[LU-94] llite_lloop should not be part of the client build Created: 23/Feb/11  Updated: 14/Mar/11  Resolved: 14/Mar/11

Status: Resolved
Project: Lustre
Component/s: None
Affects Version/s: Lustre 2.1.0
Fix Version/s: Lustre 2.1.0

Type: Bug Priority: Minor
Reporter: Christopher Morrone Assignee: Brian Murrell (Inactive)
Resolution: Fixed Votes: 0
Labels: None

Severity: 3
Rank (Obsolete): 10455

 Description   

llite_lloop should really not be part of the client build, since (as far as I know) it is only used by servers. Lets move it to the server build, and make it so that "--disable-server" does NOT build llite_lloop.

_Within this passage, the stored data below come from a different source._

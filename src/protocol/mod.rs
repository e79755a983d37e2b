//! HTTP surface
//!
//! Handlers sanitize free text, call into `services`, and turn the
//! structured results into JSON. Errors render through `DictError`'s
//! `IntoResponse`.

use std::sync::Arc;

use axum::{
    extract::{rejection::JsonRejection, Path, Query, State},
    http::StatusCode,
    response::IntoResponse,
    routing::{get, post},
    Json, Router,
};
use serde::{Deserialize, Serialize};
use serde_json::json;
use tower_http::trace::TraceLayer;

pub mod identity;
pub mod sanitize;

use crate::error::DictError;
use crate::services::{definition, deletion, linker, search, users};
use crate::state::AppState;
use crate::store::StoreStats;
use identity::CurrentUser;
use sanitize::{clean, clean_opt};

#[derive(Debug, Deserialize)]
pub struct SearchParams {
    #[serde(default)]
    pub q: Option<String>,
}

#[derive(Debug, Deserialize)]
#[serde(rename_all = "camelCase")]
pub struct DefinitionSubmission {
    #[serde(default)]
    pub entry_submission: Option<String>,

    #[serde(default)]
    pub mirror_submission: Option<String>,
}

#[derive(Debug, Deserialize)]
pub struct NewUser {
    #[serde(default)]
    pub username: String,

    #[serde(default)]
    pub email: String,
}

pub fn router(state: Arc<AppState>) -> Router {
    let dictionary = Router::new()
        .route("/", get(browse_handler))
        .route("/search", get(search_handler))
        .route("/definition", post(post_definition_handler))
        .route(
            "/definition/{id}",
            get(get_definition_handler).delete(delete_definition_handler),
        );

    Router::new()
        .nest("/d", dictionary)
        .route("/users", post(register_handler))
        .route("/health", get(health_handler))
        .layer(TraceLayer::new_for_http())
        .with_state(state)
}

async fn browse_handler(
    State(state): State<Arc<AppState>>,
    Query(params): Query<SearchParams>,
) -> Result<impl IntoResponse, DictError> {
    let q = clean_opt(params.q.as_deref());
    let entries = search::search(&state.store, q.as_deref()).await?;

    Ok(Json(json!({
        "success": true,
        "message": "Resource",
        "q": q,
        "entries": entries,
    })))
}

async fn search_handler(
    State(state): State<Arc<AppState>>,
    Query(params): Query<SearchParams>,
) -> Result<impl IntoResponse, DictError> {
    let q = match clean_opt(params.q.as_deref()).filter(|q| !q.is_empty()) {
        Some(q) => q,
        None => {
            return Ok((
                StatusCode::BAD_REQUEST,
                Json(json!({
                    "success": false,
                    "message": "Resource undefined",
                    "entries": [],
                })),
            ))
        }
    };

    let entries = search::search(&state.store, Some(&q)).await?;

    Ok((
        StatusCode::OK,
        Json(json!({
            "success": true,
            "message": "Resource",
            "entries": entries,
        })),
    ))
}

async fn post_definition_handler(
    State(state): State<Arc<AppState>>,
    CurrentUser(user): CurrentUser,
    body: Result<Json<DefinitionSubmission>, JsonRejection>,
) -> Result<impl IntoResponse, DictError> {
    let Json(body) = body?;
    let entry = clean_opt(body.entry_submission.as_deref());
    let mirror = clean_opt(body.mirror_submission.as_deref());

    let linked = linker::link(&state.store, user.as_ref(), entry.as_deref(), mirror.as_deref()).await?;

    Ok(Json(json!({
        "entry": linked.entry,
        "mirror": linked.mirror,
        "definitionNode": linked.definition_node,
        "outcome": linked.outcome,
        "message": linked.outcome.message(),
    })))
}

async fn get_definition_handler(
    State(state): State<Arc<AppState>>,
    Path(id): Path<String>,
) -> Result<impl IntoResponse, DictError> {
    let def = definition::definition(&state.store, &clean(&id)).await?;
    Ok(Json(def))
}

async fn delete_definition_handler(
    State(state): State<Arc<AppState>>,
    Path(id): Path<String>,
) -> Result<impl IntoResponse, DictError> {
    let deletion = deletion::delete_node(&state.store, &clean(&id)).await?;

    Ok(Json(json!({
        "success": true,
        "message": "Entry deleted.",
        "definitionNode": deletion.definition_node,
        "deleted": deletion.deleted,
    })))
}

async fn register_handler(
    State(state): State<Arc<AppState>>,
    body: Result<Json<NewUser>, JsonRejection>,
) -> Result<impl IntoResponse, DictError> {
    let Json(body) = body?;
    let user = users::register_user(&state.store, &clean(&body.username), &clean(&body.email)).await?;
    Ok(Json(user))
}

#[derive(Debug, Serialize)]
pub struct Health {
    pub status: &'static str,

    #[serde(flatten)]
    pub stats: StoreStats,
}

async fn health_handler(State(state): State<Arc<AppState>>) -> Json<Health> {
    Json(Health {
        status: "ok",
        stats: state.store.stats().await,
    })
}
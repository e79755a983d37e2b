use std::path::{Path, PathBuf};

use serde::{Deserialize, Serialize};
use tokio::fs;
use tracing::{debug, info};

use crate::error::Result;
use crate::model::{Entry, User};

/// On-disk form of the store.
#[derive(Debug, Default, Serialize, Deserialize)]
pub struct Document {
    #[serde(default)]
    pub entries: Vec<Entry>,

    #[serde(default)]
    pub users: Vec<User>,
}

pub async fn load(path: &Path) -> Result<Document> {
    if !fs::try_exists(path).await? {
        info!(path = %path.display(), "no store file yet, starting empty");
        return Ok(Document::default());
    }

    let data = fs::read_to_string(path).await?;
    let doc: Document = serde_json::from_str(&data)?;

    info!(
        path = %path.display(),
        entries = doc.entries.len(),
        users = doc.users.len(),
        "store loaded"
    );

    Ok(doc)
}

pub async fn save(path: &Path, mut doc: Document) -> Result<()> {
    sort_document(&mut doc);

    let json = serde_json::to_string_pretty(&doc)?;
    write_atomic(path, json.as_bytes()).await?;

    debug!(path = %path.display(), entries = doc.entries.len(), "store saved");
    Ok(())
}

fn sort_document(doc: &mut Document) {
    doc.entries.sort_by(|a, b| {
        (a.definition_node.as_str(), a.id.as_str()).cmp(&(b.definition_node.as_str(), b.id.as_str()))
    });
    doc.users.sort_by(|a, b| a.id.cmp(&b.id));
}

async fn write_atomic(path: &Path, bytes: &[u8]) -> Result<()> {
    let tmp = tmp_path(path);

    if let Some(parent) = tmp.parent() {
        fs::create_dir_all(parent).await?;
    }

    fs::write(&tmp, bytes).await?;
    fs::rename(&tmp, path).await?;

    Ok(())
}

fn tmp_path(path: &Path) -> PathBuf {
    let mut p = path.to_path_buf();
    let file_name = match path.file_name().and_then(|s| s.to_str()) {
        Some(n) => n.to_string(),
        None => "store".to_string(),
    };
    p.set_file_name(format!("{file_name}.tmp"));
    p
}
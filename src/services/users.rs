use chrono::Utc;
use tracing::info;

use crate::error::{DictError, Result};
use crate::model::User;
use crate::store::Store;

pub async fn register_user(store: &Store, username: &str, email: &str) -> Result<User> {
    let user = User::validate(username, email, Utc::now()).map_err(DictError::StorageValidation)?;

    let mut tx = store.begin().await;
    tx.insert_user(user.clone());
    tx.commit().await?;

    info!(id = %user.id, username = %user.username, "user registered");
    Ok(user)
}
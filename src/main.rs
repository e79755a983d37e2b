use clap::Parser;
use dictio_core::config::Config;

#[tokio::main]
async fn main() -> anyhow::Result<()> {
    let config = Config::parse();

    dictio_core::init_logging();

    tracing::info!(
        version = env!("CARGO_PKG_VERSION"),
        addr = %config.listen_addr,
        data_path = ?config.data_path,
        cors = config.cors,
        "Starting dictionary server"
    );

    dictio_core::start_server(config).await
}
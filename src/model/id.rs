use std::fmt;
use std::str::FromStr;
use std::sync::atomic::{AtomicU32, Ordering};
use std::sync::OnceLock;

use chrono::Utc;
use rand::{thread_rng, Rng};
use serde::{Deserialize, Serialize};

const ID_BYTES: usize = 12;

static COUNTER: AtomicU32 = AtomicU32::new(0);

fn process_salt() -> &'static [u8; 5] {
    static SALT: OnceLock<[u8; 5]> = OnceLock::new();
    SALT.get_or_init(|| thread_rng().gen())
}

/// Opaque record identifier rendered as 24 lowercase hex chars.
///
/// Layout: 4 bytes of unix seconds, 5 bytes of per-process salt and a
/// 3 byte counter, so ids minted by one process sort in creation order.
#[derive(Debug, Clone, PartialEq, Eq, Hash, PartialOrd, Ord, Serialize, Deserialize)]
#[serde(transparent)]
pub struct ObjectId(String);

impl ObjectId {
    pub fn new() -> Self {
        let mut bytes = [0u8; ID_BYTES];
        let secs = Utc::now().timestamp() as u32;
        let count = COUNTER.fetch_add(1, Ordering::Relaxed) & 0x00ff_ffff;

        bytes[..4].copy_from_slice(&secs.to_be_bytes());
        bytes[4..9].copy_from_slice(process_salt());
        bytes[9..].copy_from_slice(&count.to_be_bytes()[1..]);

        ObjectId(hex::encode(bytes))
    }

    pub fn as_str(&self) -> &str {
        &self.0
    }
}

impl Default for ObjectId {
    fn default() -> Self {
        ObjectId::new()
    }
}

impl FromStr for ObjectId {
    type Err = String;

    fn from_str(s: &str) -> Result<Self, Self::Err> {
        let s = s.trim();
        if s.len() != ID_BYTES * 2 || !s.bytes().all(|b| b.is_ascii_hexdigit()) {
            return Err(format!("malformed id: {s:?}"));
        }
        Ok(ObjectId(s.to_ascii_lowercase()))
    }
}

impl fmt::Display for ObjectId {
    fn fmt(&self, f: &mut fmt::Formatter<'_>) -> fmt::Result {
        f.write_str(&self.0)
    }
}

I have an added impetus for doing this because llite_lloop does not build on systems with 64k pages, such as RHEL6 on ppc64. But that is a story for another bug.

I made a patch and submitted to gerrit:

http://review.whamcloud.com/#change,261

but the build breaks for Debian systems. I'm not clear on why that is. If someone could look at the debian build, that would be great.



 Comments   
Comment by Jinshan Xiong (Inactive) [ 23/Feb/11 ]

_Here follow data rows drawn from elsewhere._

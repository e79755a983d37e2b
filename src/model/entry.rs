use chrono::{DateTime, Utc};
use serde::{Deserialize, Serialize};

use super::id::ObjectId;
use super::language::Language;
use crate::error::FieldError;

#[derive(Debug, Serialize, Deserialize, Clone, PartialEq, Eq)]
#[serde(rename_all = "camelCase")]
pub struct Entry {
    pub id: ObjectId,

    pub author: ObjectId,

    pub index: String,

    pub language: Language,

    pub mirror: String,

    pub mirror_language: Language,

    pub definition_node: ObjectId,

    pub created_at: DateTime<Utc>,

    pub updated_at: DateTime<Utc>,
}

impl Entry {
    /// True when `other` is the translation counterpart of `self`.
    pub fn mirrors(&self, other: &Entry) -> bool {
        self.definition_node == other.definition_node
            && self.index == other.mirror
            && self.language == other.mirror_language
            && self.mirror == other.index
            && self.mirror_language == other.language
    }
}

/// An entry as submitted, before the store has accepted it.
#[derive(Debug, Clone, Default, PartialEq, Eq)]
pub struct EntryDraft {
    pub index: String,
    pub language: Option<Language>,
    pub mirror: Option<String>,
    pub mirror_language: Option<Language>,
    pub author: Option<ObjectId>,
    pub definition_node: Option<ObjectId>,
}

impl EntryDraft {
    pub fn new(index: impl Into<String>, language: Language) -> Self {
        EntryDraft {
            index: index.into(),
            language: Some(language),
            ..Default::default()
        }
    }

    pub fn with_mirror(mut self, mirror: impl Into<String>, language: Language) -> Self {
        self.mirror = Some(mirror.into());
        self.mirror_language = Some(language);
        self
    }

    /// Checks required fields and turns the draft into a storable entry.
    /// Every failing field is reported, not just the first.
    pub fn validate(self, now: DateTime<Utc>) -> Result<Entry, Vec<FieldError>> {
        let mut errors = Vec::new();

        let index = self.index.trim().to_string();
        if index.is_empty() {
            errors.push(FieldError::required("index"));
        }

        let mirror = self
            .mirror
            .map(|m| m.trim().to_string())
            .filter(|m| !m.is_empty());
        if mirror.is_none() {
            errors.push(FieldError::required("mirror"));
        }

        if self.language.is_none() {
            errors.push(FieldError::required("language"));
        }
        if self.mirror_language.is_none() {
            errors.push(FieldError::required("mirrorLanguage"));
        }
        if self.author.is_none() {
            errors.push(FieldError::required("author"));
        }
        if self.definition_node.is_none() {
            errors.push(FieldError::required("definitionNode"));
        }

        match (
            mirror,
            self.language,
            self.mirror_language,
            self.author,
            self.definition_node,
        ) {
            (Some(mirror), Some(language), Some(mirror_language), Some(author), Some(node))
                if errors.is_empty() =>
            {
                Ok(Entry {
                    id: ObjectId::new(),
                    author,
                    index,
                    language,
                    mirror,
                    mirror_language,
                    definition_node: node,
                    created_at: now,
                    updated_at: now,
                })
            }
            _ => Err(errors),
        }
    }
}
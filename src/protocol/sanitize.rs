/// Characters that never belong in dictionary text.
const STRIPPED: [char; 8] = ['$', '<', '>', '{', '}', '`', '"', '\\'];

/// Removes control and markup/operator characters from free-text input.
pub fn clean(text: &str) -> String {
    text.chars()
        .filter(|c| !c.is_control() && !STRIPPED.contains(c))
        .collect()
}

pub fn clean_opt(text: Option<&str>) -> Option<String> {
    text.map(clean)
}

Maybe I missed something here, but lloop really depends on llite.ko so it must be working at client side.

Comment by Oleg Drokin [ 23/Feb/11 ]

Indeed.
lloop is a client-side code. The primary goal initially was to allow clients to swap to Lustre.
It's not used on servers at all.

Comment by Andreas Dilger [ 23/Feb/11 ]

Chris, the lloop driver allows Lustre files/objects to be efficiently exported as block devices on the client, similiar in nature to ZFS ZVOL devices. It was also the basis for swapping on Lustre clients, since it avoided many of the complexities of swap files an normal loop drivers.

Unfortunately, there was no funding to complete this work, and it had fallen somewhat into disrepair, since it borrowed heavily from the original loop device and depends on the block driver API.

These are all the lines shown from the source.